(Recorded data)
··········
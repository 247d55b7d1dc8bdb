//! HTTP router and handlers

use std::sync::Arc;

use axum::{
    Json, Router,
    extract::{
        DefaultBodyLimit, FromRequestParts, Path, Query, State,
        rejection::{JsonRejection, QueryRejection},
    },
    http::{HeaderMap, HeaderName, header, request::Parts},
    response::IntoResponse,
    routing::{get, post},
};
use serde::Deserialize;
use serde_json::json;
use tower::ServiceBuilder;
use tower_http::{
    catch_panic::CatchPanicLayer,
    request_id::{MakeRequestUuid, PropagateRequestIdLayer, SetRequestIdLayer},
    trace::TraceLayer,
};

use crate::audit::{self, AuditEvent};
use crate::identity::{IdentityClaim, TokenVerifier};
use crate::issuer::{CredentialIssuer, IssuedCredential};
use crate::lifecycle::{Decision, RequestLifecycle};
use crate::store::RequestStatus;
use crate::{Error, Result};

/// Shared application state
pub struct AppState {
    /// Bearer token verifier
    pub verifier: Arc<TokenVerifier>,
    /// Request lifecycle manager
    pub lifecycle: RequestLifecycle,
    /// Credential issuer
    pub issuer: Arc<CredentialIssuer>,
}

/// Create the router
pub fn create_router(state: Arc<AppState>, max_body_size: usize) -> Router {
    let request_id = HeaderName::from_static("x-request-id");

    Router::new()
        .route("/health", get(health_handler))
        .route("/api/request-access", post(request_access_handler))
        .route("/api/admin/pending-requests", get(pending_requests_handler))
        .route("/api/admin/request/{request_id}", post(decide_handler))
        .route("/api/get-temp-credentials", get(temp_credentials_handler))
        .layer(DefaultBodyLimit::max(max_body_size))
        .layer(
            ServiceBuilder::new()
                .layer(SetRequestIdLayer::new(request_id.clone(), MakeRequestUuid))
                .layer(TraceLayer::new_for_http())
                .layer(PropagateRequestIdLayer::new(request_id))
                .layer(CatchPanicLayer::new()),
        )
        .with_state(state)
}

/// Identity of a caller whose bearer token verified.
pub struct Authenticated(pub IdentityClaim);

impl FromRequestParts<Arc<AppState>> for Authenticated {
    type Rejection = Error;

    async fn from_request_parts(
        parts: &mut Parts,
        state: &Arc<AppState>,
    ) -> std::result::Result<Self, Self::Rejection> {
        let token = bearer_token(&parts.headers)
            .ok_or_else(|| Error::Unauthenticated("missing bearer token".to_string()))?;
        match state.verifier.verify(token).await {
            Ok(claim) => Ok(Self(claim)),
            Err(e) => {
                audit::emit(&AuditEvent::auth_denied(None, e.to_string()));
                Err(e)
            }
        }
    }
}

/// Extract the token from `Authorization: Bearer <token>`.
fn bearer_token(headers: &HeaderMap) -> Option<&str> {
    let value = headers.get(header::AUTHORIZATION)?.to_str().ok()?;
    let (scheme, token) = value.split_once(' ')?;
    if !scheme.eq_ignore_ascii_case("bearer") {
        return None;
    }
    let token = token.trim();
    (!token.is_empty()).then_some(token)
}

fn bad_body(rejection: &JsonRejection) -> Error {
    Error::InvalidInput(format!("invalid request body: {}", rejection.body_text()))
}

/// Health check handler
async fn health_handler() -> impl IntoResponse {
    Json(json!({
        "status": "healthy",
        "version": env!("CARGO_PKG_VERSION"),
    }))
}

#[derive(Debug, Deserialize)]
#[serde(rename_all = "camelCase")]
struct RequestAccessBody {
    bucket: Option<String>,
    #[serde(default)]
    reason: String,
    duration_hours: Option<f64>,
}

/// `POST /api/request-access`
async fn request_access_handler(
    State(state): State<Arc<AppState>>,
    Authenticated(claim): Authenticated,
    body: std::result::Result<Json<RequestAccessBody>, JsonRejection>,
) -> Result<impl IntoResponse> {
    let Json(body) = body.map_err(|e| bad_body(&e))?;
    let bucket = body
        .bucket
        .ok_or_else(|| Error::InvalidInput("bucket is required".to_string()))?;
    let hours = body
        .duration_hours
        .ok_or_else(|| Error::InvalidInput("durationHours is required".to_string()))?;

    let request_id = state
        .lifecycle
        .submit(&claim, &bucket, &body.reason, hours)
        .await?;

    Ok(Json(json!({
        "message": "Access request submitted",
        "requestId": request_id,
    })))
}

/// `GET /api/admin/pending-requests`
async fn pending_requests_handler(
    State(state): State<Arc<AppState>>,
    Authenticated(claim): Authenticated,
) -> Result<impl IntoResponse> {
    let mut requests = state.lifecycle.list_pending(&claim).await?;
    requests.sort_by(|a, b| a.created_at.cmp(&b.created_at));
    Ok(Json(json!({ "requests": requests })))
}

#[derive(Debug, Deserialize)]
#[serde(rename_all = "camelCase")]
struct DecisionBody {
    action: Decision,
    duration_hours: Option<f64>,
}

/// `POST /api/admin/request/{request_id}`
async fn decide_handler(
    State(state): State<Arc<AppState>>,
    Authenticated(claim): Authenticated,
    Path(request_id): Path<String>,
    body: std::result::Result<Json<DecisionBody>, JsonRejection>,
) -> Result<impl IntoResponse> {
    // Role first: a non-admin learns nothing from body validation
    state.lifecycle.require_admin(&claim)?;
    let Json(body) = body.map_err(|e| bad_body(&e))?;
    let request = state
        .lifecycle
        .decide(&claim, &request_id, body.action, body.duration_hours)
        .await?;

    let message = match request.status {
        RequestStatus::Approved => "Request approved",
        RequestStatus::Denied => "Request denied",
        RequestStatus::Pending => "Request pending",
    };
    Ok(Json(json!({
        "message": message,
        "status": request.status,
    })))
}

#[derive(Debug, Deserialize)]
struct CredentialsQuery {
    bucket: Option<String>,
}

/// `GET /api/get-temp-credentials?bucket=`
async fn temp_credentials_handler(
    State(state): State<Arc<AppState>>,
    Authenticated(claim): Authenticated,
    query: std::result::Result<Query<CredentialsQuery>, QueryRejection>,
) -> Result<Json<IssuedCredential>> {
    let Query(query) =
        query.map_err(|e| Error::InvalidInput(format!("invalid query: {}", e.body_text())))?;
    let bucket = query
        .bucket
        .ok_or_else(|| Error::InvalidInput("bucket is required".to_string()))?;
    let credential = state.issuer.issue(&claim, &bucket).await?;
    Ok(Json(credential))
}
··········
**TASK TO CARRY OUT:**
Each line above is to be restated exactly.

**TASK RESPONSE:**
repository 247d55b7d1dc8bdb
//! HTTP router and handlers

use std::sync::Arc;

use axum::{
    Json, Router,
    extract::{
        DefaultBodyLimit, FromRequestParts, Path, Query, State,
        rejection::{JsonRejection, QueryRejection},
    },
    http::{HeaderMap, HeaderName, header, request::Parts},
    response::IntoResponse,
    routing::{get, post},
};
use serde::Deserialize;
use serde_json::json;
use tower::ServiceBuilder;
use tower_http::{
    catch_panic::CatchPanicLayer,
    request_id::{MakeRequestUuid, PropagateRequestIdLayer, SetRequestIdLayer},
    trace::TraceLayer,
};

use crate::audit::{self, AuditEvent};
use crate::identity::{IdentityClaim, TokenVerifier};
use crate::issuer::{CredentialIssuer, IssuedCredential};
use crate::lifecycle::{Decision, RequestLifecycle};
use crate::store::RequestStatus;
use crate::{Error, Result};

/// Shared application state
pub struct AppState {
    /// Bearer token verifier
    pub verifier: Arc<TokenVerifier>,
    /// Request lifecycle manager
    pub lifecycle: RequestLifecycle,
    /// Credential issuer
    pub issuer: Arc<CredentialIssuer>,
}

/// Create the router
pub fn create_router(state: Arc<AppState>, max_body_size: usize) -> Router {
    let request_id = HeaderName::from_static("x-request-id");

    Router::new()
        .route("/health", get(health_handler))
        .route("/api/request-access", post(request_access_handler))
        .route("/api/admin/pending-requests", get(pending_requests_handler))
        .route("/api/admin/request/{request_id}", post(decide_handler))
        .route("/api/get-temp-credentials", get(temp_credentials_handler))
        .layer(DefaultBodyLimit::max(max_body_size))
        .layer(
            ServiceBuilder::new()
                .layer(SetRequestIdLayer::new(request_id.clone(), MakeRequestUuid))
                .layer(TraceLayer::new_for_http())
                .layer(PropagateRequestIdLayer::new(request_id))
                .layer(CatchPanicLayer::new()),
        )
        .with_state(state)
}

/// Identity of a caller whose bearer token verified.
pub struct Authenticated(pub IdentityClaim);

impl FromRequestParts<Arc<AppState>> for Authenticated {
    type Rejection = Error;

    async fn from_request_parts(
        parts: &mut Parts,
        state: &Arc<AppState>,
    ) -> std::result::Result<Self, Self::Rejection> {
        let token = bearer_token(&parts.headers)
            .ok_or_else(|| Error::Unauthenticated("missing bearer token".to_string()))?;
        match state.verifier.verify(token).await {
            Ok(claim) => Ok(Self(claim)),
            Err(e) => {
                audit::emit(&AuditEvent::auth_denied(None, e.to_string()));
                Err(e)
            }
        }
    }
}

/// Extract the token from `Authorization: Bearer <token>`.
fn bearer_token(headers: &HeaderMap) -> Option<&str> {
    let value = headers.get(header::AUTHORIZATION)?.to_str().ok()?;
    let (scheme, token) = value.split_once(' ')?;
    if !scheme.eq_ignore_ascii_case("bearer") {
        return None;
    }
    let token = token.trim();
    (!token.is_empty()).then_some(token)
}

fn bad_body(rejection: &JsonRejection) -> Error {
    Error::InvalidInput(format!("invalid request body: {}", rejection.body_text()))
}

/// Health check handler
async fn health_handler() -> impl IntoResponse {
    Json(json!({
        "status": "healthy",
        "version": env!("CARGO_PKG_VERSION"),
    }))
}

#[derive(Debug, Deserialize)]
#[serde(rename_all = "camelCase")]
struct RequestAccessBody {
    bucket: Option<String>,
    #[serde(default)]
    reason: String,
    duration_hours: Option<f64>,
}

/// `POST /api/request-access`
async fn request_access_handler(
    State(state): State<Arc<AppState>>,
    Authenticated(claim): Authenticated,
    body: std::result::Result<Json<RequestAccessBody>, JsonRejection>,
) -> Result<impl IntoResponse> {
    let Json(body) = body.map_err(|e| bad_body(&e))?;
    let bucket = body
        .bucket
        .ok_or_else(|| Error::InvalidInput("bucket is required".to_string()))?;
    let hours = body
        .duration_hours
        .ok_or_else(|| Error::InvalidInput("durationHours is required".to_string()))?;

    let request_id = state
        .lifecycle
        .submit(&claim, &bucket, &body.reason, hours)
        .await?;

    Ok(Json(json!({
        "message": "Access request submitted",
        "requestId": request_id,
    })))
}

/// `GET /api/admin/pending-requests`
async fn pending_requests_handler(
    State(state): State<Arc<AppState>>,
    Authenticated(claim): Authenticated,
) -> Result<impl IntoResponse> {
    let mut requests = state.lifecycle.list_pending(&claim).await?;
    requests.sort_by(|a, b| a.created_at.cmp(&b.created_at));
    Ok(Json(json!({ "requests": requests })))
}

#[derive(Debug, Deserialize)]
#[serde(rename_all = "camelCase")]
struct DecisionBody {
    action: Decision,
    duration_hours: Option<f64>,
}

/// `POST /api/admin/request/{request_id}`
async fn decide_handler(
    State(state): State<Arc<AppState>>,
    Authenticated(claim): Authenticated,
    Path(request_id): Path<String>,
    body: std::result::Result<Json<DecisionBody>, JsonRejection>,
) -> Result<impl IntoResponse> {
    // Role first: a non-admin learns nothing from body validation
    state.lifecycle.require_admin(&claim)?;
    let Json(body) = body.map_err(|e| bad_body(&e))?;
    let request = state
        .lifecycle
        .decide(&claim, &request_id, body.action, body.duration_hours)
        .await?;

    let message = match request.status {
        RequestStatus::Approved => "Request approved",
        RequestStatus::Denied => "Request denied",
        RequestStatus::Pending => "Request pending",
    };
    Ok(Json(json!({
        "message": message,
        "status": request.status,
    })))
}

#[derive(Debug, Deserialize)]
struct CredentialsQuery {
    bucket: Option<String>,
}

/// `GET /api/get-temp-credentials?bucket=`
async fn temp_credentials_handler(
    State(state): State<Arc<AppState>>,
    Authenticated(claim): Authenticated,
    query: std::result::Result<Query<CredentialsQuery>, QueryRejection>,
) -> Result<Json<IssuedCredential>> {
    let Query(query) =
        query.map_err(|e| Error::InvalidInput(format!("invalid query: {}", e.body_text())))?;
    let bucket = query
        .bucket
        .ok_or_else(|| Error::InvalidInput("bucket is required".to_string()))?;
    let credential = state.issuer.issue(&claim, &bucket).await?;
    Ok(Json(credential))
}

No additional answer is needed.